- [Work order]
Only lines containing the word "references" belong in the answer; copy each one from the records.

- [Input data]
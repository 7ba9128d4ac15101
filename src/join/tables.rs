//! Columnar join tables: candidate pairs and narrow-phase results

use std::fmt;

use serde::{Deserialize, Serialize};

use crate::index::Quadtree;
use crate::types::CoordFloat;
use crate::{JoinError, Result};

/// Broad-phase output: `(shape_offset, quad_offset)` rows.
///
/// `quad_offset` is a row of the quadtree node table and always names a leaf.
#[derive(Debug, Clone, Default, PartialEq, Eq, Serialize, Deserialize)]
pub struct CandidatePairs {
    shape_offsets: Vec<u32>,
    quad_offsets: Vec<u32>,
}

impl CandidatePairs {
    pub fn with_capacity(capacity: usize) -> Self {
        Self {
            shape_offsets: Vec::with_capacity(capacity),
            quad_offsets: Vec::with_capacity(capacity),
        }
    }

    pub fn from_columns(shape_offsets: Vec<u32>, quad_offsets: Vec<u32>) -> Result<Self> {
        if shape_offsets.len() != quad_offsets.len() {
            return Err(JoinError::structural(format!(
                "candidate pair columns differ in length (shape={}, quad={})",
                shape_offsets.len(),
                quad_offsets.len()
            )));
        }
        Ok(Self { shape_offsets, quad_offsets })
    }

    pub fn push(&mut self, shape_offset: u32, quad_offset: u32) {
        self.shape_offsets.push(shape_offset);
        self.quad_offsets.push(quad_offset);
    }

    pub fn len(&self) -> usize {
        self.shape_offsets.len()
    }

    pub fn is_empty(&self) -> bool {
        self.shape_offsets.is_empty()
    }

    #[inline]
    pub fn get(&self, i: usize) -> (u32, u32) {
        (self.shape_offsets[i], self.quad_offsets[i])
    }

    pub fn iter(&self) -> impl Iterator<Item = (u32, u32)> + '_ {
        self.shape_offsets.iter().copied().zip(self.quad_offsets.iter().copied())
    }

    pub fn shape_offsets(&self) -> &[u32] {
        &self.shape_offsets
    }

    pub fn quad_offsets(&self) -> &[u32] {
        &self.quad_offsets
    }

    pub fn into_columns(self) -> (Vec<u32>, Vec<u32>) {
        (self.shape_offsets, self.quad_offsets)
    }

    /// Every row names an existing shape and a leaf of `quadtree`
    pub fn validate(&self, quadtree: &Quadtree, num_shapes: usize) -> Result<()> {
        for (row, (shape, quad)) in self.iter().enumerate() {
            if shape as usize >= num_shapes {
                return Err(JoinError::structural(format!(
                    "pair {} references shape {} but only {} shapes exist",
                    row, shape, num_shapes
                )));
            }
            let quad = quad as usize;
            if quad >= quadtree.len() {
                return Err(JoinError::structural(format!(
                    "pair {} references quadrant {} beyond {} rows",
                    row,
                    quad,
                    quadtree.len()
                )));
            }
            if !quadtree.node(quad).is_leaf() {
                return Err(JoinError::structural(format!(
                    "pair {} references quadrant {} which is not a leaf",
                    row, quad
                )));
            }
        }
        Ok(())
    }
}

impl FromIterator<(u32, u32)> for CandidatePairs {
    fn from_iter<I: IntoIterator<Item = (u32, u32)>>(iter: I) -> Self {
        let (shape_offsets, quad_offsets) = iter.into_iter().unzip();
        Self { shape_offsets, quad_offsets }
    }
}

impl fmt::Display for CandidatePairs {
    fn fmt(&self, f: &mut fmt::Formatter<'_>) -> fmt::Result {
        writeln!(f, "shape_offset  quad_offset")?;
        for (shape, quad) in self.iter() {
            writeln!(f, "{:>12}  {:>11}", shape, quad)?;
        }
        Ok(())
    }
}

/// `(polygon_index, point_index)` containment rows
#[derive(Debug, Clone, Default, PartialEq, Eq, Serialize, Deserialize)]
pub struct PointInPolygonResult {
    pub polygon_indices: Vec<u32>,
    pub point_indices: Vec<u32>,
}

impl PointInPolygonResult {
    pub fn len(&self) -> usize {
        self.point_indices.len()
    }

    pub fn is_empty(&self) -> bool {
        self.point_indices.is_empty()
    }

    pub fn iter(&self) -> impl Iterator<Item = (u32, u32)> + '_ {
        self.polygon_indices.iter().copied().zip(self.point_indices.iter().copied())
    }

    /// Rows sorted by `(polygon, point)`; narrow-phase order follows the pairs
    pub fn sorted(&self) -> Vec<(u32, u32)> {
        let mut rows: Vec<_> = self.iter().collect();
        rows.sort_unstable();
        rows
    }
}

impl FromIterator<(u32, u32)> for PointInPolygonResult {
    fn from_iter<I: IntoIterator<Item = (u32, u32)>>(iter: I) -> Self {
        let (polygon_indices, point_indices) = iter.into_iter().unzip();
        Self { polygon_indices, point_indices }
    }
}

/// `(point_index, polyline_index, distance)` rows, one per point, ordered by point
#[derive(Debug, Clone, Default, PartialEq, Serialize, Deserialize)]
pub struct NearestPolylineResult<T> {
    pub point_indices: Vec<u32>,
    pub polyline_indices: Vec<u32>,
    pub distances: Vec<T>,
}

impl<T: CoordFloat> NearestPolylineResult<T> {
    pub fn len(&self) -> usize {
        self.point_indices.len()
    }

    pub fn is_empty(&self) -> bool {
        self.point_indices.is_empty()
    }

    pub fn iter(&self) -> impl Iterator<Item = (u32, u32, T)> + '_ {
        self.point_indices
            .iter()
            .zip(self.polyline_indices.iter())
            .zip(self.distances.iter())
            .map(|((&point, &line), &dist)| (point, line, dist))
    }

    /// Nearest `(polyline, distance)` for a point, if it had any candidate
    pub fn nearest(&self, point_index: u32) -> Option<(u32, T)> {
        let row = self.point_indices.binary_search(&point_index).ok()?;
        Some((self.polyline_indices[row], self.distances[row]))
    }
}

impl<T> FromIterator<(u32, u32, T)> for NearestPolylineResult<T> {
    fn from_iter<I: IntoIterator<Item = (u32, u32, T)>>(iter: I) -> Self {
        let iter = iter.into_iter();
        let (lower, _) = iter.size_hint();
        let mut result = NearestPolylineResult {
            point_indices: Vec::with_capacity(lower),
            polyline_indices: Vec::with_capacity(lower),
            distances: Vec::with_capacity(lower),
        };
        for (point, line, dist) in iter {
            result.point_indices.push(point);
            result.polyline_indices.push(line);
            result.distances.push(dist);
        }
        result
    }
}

- [Completed task]
                    "pair {} references shape {} but only {} shapes exist",
                    "pair {} references quadrant {} beyond {} rows",
                    "pair {} references quadrant {} which is not a leaf",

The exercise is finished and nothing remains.